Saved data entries
/---
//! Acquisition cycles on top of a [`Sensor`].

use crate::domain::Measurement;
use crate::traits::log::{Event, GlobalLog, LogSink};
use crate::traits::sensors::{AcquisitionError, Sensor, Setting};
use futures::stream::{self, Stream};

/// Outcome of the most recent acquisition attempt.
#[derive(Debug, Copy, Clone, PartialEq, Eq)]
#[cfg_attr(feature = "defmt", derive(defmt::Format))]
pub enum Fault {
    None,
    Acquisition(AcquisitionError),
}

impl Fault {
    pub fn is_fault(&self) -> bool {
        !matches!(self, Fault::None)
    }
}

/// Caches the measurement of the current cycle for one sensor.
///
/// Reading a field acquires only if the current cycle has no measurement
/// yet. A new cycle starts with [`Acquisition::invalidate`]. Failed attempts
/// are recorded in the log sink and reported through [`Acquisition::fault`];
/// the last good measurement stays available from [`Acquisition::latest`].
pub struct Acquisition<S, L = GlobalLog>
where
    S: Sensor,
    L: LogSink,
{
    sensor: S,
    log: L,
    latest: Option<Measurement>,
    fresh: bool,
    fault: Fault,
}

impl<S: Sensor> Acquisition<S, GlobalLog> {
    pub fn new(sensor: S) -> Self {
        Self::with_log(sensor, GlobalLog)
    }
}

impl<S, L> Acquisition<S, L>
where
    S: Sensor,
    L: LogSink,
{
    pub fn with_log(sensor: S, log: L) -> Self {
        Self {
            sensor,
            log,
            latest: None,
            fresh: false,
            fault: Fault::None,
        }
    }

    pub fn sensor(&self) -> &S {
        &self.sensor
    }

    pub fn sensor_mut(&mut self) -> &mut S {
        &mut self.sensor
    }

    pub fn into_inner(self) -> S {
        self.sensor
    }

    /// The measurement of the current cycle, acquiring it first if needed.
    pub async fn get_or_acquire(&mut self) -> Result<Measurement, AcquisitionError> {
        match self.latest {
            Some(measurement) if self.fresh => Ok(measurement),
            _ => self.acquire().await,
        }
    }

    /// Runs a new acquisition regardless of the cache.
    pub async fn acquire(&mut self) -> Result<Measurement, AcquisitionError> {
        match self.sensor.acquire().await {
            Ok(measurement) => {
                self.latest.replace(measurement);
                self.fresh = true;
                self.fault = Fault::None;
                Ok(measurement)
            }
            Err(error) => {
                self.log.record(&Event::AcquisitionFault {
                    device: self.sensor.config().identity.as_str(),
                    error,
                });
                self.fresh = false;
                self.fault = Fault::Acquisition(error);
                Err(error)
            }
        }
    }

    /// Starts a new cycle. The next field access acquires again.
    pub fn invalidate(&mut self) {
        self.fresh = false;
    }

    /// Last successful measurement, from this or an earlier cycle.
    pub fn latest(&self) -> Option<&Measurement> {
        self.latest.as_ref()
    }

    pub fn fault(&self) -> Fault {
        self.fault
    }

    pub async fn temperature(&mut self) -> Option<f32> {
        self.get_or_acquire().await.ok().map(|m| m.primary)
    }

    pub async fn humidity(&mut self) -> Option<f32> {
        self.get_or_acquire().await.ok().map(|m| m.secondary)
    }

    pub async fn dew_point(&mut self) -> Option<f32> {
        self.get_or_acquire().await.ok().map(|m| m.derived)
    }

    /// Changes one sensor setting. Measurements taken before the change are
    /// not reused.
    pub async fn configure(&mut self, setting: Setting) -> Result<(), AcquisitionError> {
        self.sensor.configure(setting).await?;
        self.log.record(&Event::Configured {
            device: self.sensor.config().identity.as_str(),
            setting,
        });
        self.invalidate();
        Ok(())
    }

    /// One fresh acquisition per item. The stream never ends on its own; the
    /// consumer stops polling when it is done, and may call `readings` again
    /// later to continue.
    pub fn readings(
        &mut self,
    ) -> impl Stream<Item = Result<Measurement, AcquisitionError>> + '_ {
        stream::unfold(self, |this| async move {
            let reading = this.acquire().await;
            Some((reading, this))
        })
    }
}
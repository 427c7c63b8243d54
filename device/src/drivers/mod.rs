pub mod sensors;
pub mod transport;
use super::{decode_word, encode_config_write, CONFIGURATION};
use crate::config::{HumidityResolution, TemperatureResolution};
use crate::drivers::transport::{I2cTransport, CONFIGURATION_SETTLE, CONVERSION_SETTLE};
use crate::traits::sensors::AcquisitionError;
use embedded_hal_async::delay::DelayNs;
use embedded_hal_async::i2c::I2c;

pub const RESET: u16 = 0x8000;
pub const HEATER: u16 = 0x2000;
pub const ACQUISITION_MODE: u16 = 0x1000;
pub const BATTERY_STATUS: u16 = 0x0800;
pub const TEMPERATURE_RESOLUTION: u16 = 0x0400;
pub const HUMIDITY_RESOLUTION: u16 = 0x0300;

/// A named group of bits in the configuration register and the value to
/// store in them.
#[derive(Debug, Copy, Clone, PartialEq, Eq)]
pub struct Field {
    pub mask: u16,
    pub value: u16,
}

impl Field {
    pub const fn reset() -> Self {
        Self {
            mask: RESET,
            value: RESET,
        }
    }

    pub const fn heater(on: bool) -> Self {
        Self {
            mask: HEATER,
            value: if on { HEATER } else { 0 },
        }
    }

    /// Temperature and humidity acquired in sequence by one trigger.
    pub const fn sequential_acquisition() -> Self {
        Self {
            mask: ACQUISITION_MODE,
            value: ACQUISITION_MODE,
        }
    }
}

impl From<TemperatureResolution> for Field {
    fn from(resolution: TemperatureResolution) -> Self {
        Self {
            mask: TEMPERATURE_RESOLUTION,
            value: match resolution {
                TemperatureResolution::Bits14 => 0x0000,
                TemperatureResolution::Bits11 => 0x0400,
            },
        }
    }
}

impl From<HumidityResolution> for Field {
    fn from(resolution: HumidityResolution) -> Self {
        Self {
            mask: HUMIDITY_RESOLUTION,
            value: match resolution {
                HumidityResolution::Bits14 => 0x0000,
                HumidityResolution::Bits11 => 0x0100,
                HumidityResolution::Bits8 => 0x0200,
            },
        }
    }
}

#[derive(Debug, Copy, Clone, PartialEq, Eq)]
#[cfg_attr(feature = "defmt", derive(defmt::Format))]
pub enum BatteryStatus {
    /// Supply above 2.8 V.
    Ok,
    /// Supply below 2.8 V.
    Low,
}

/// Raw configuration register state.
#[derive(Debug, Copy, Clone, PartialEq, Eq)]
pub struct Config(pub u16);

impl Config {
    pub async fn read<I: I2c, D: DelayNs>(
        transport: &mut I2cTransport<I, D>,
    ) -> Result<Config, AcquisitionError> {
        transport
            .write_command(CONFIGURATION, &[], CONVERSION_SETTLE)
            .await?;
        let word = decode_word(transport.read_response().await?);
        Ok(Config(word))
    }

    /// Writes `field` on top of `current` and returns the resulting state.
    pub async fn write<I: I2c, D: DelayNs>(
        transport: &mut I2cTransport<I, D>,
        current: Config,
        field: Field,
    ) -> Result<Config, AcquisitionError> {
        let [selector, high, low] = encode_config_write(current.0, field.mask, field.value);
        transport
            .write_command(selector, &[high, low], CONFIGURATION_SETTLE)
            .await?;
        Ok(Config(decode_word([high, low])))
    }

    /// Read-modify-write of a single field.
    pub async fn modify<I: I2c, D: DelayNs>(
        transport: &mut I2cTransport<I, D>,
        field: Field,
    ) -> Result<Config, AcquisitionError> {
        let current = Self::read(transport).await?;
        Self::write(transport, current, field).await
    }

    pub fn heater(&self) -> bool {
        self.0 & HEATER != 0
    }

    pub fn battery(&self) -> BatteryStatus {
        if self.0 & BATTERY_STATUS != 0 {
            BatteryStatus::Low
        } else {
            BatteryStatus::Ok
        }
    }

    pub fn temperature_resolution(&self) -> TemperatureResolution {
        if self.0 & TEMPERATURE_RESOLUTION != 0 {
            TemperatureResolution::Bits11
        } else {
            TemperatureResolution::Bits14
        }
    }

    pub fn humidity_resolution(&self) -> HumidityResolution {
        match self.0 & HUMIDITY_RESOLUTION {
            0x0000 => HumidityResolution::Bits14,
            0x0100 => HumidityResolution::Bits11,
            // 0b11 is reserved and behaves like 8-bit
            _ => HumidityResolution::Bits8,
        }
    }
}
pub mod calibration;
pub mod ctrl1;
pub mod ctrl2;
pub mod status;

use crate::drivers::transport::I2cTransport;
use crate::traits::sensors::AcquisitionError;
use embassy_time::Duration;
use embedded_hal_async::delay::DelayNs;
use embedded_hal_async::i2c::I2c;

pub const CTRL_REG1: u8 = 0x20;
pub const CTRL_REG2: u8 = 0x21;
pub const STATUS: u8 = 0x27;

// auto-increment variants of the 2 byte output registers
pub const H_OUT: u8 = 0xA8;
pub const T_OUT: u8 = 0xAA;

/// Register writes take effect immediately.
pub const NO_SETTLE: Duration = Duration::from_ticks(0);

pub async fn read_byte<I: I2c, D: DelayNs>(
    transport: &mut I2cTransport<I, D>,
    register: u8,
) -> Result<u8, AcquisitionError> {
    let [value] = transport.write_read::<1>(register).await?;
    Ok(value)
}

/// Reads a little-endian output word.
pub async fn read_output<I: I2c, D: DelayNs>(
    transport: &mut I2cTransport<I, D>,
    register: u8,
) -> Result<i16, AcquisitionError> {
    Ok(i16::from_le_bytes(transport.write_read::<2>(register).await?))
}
\---
EXERCISE INSTRUCTIONS =>
Your answer should be the lines from the one containing "use embassy_time::Duration;" to the end of the entries above, restated exactly and alone.

RESULT BELOW =>
use embassy_time::Duration;
use embedded_hal_async::delay::DelayNs;
use embedded_hal_async::i2c::I2c;

pub const CTRL_REG1: u8 = 0x20;
pub const CTRL_REG2: u8 = 0x21;
pub const STATUS: u8 = 0x27;

// auto-increment variants of the 2 byte output registers
pub const H_OUT: u8 = 0xA8;
pub const T_OUT: u8 = 0xAA;

/// Register writes take effect immediately.
pub const NO_SETTLE: Duration = Duration::from_ticks(0);

pub async fn read_byte<I: I2c, D: DelayNs>(
    transport: &mut I2cTransport<I, D>,
    register: u8,
) -> Result<u8, AcquisitionError> {
    let [value] = transport.write_read::<1>(register).await?;
    Ok(value)
}

/// Reads a little-endian output word.
pub async fn read_output<I: I2c, D: DelayNs>(
    transport: &mut I2cTransport<I, D>,
    register: u8,
) -> Result<i16, AcquisitionError> {
    Ok(i16::from_le_bytes(transport.write_read::<2>(register).await?))
}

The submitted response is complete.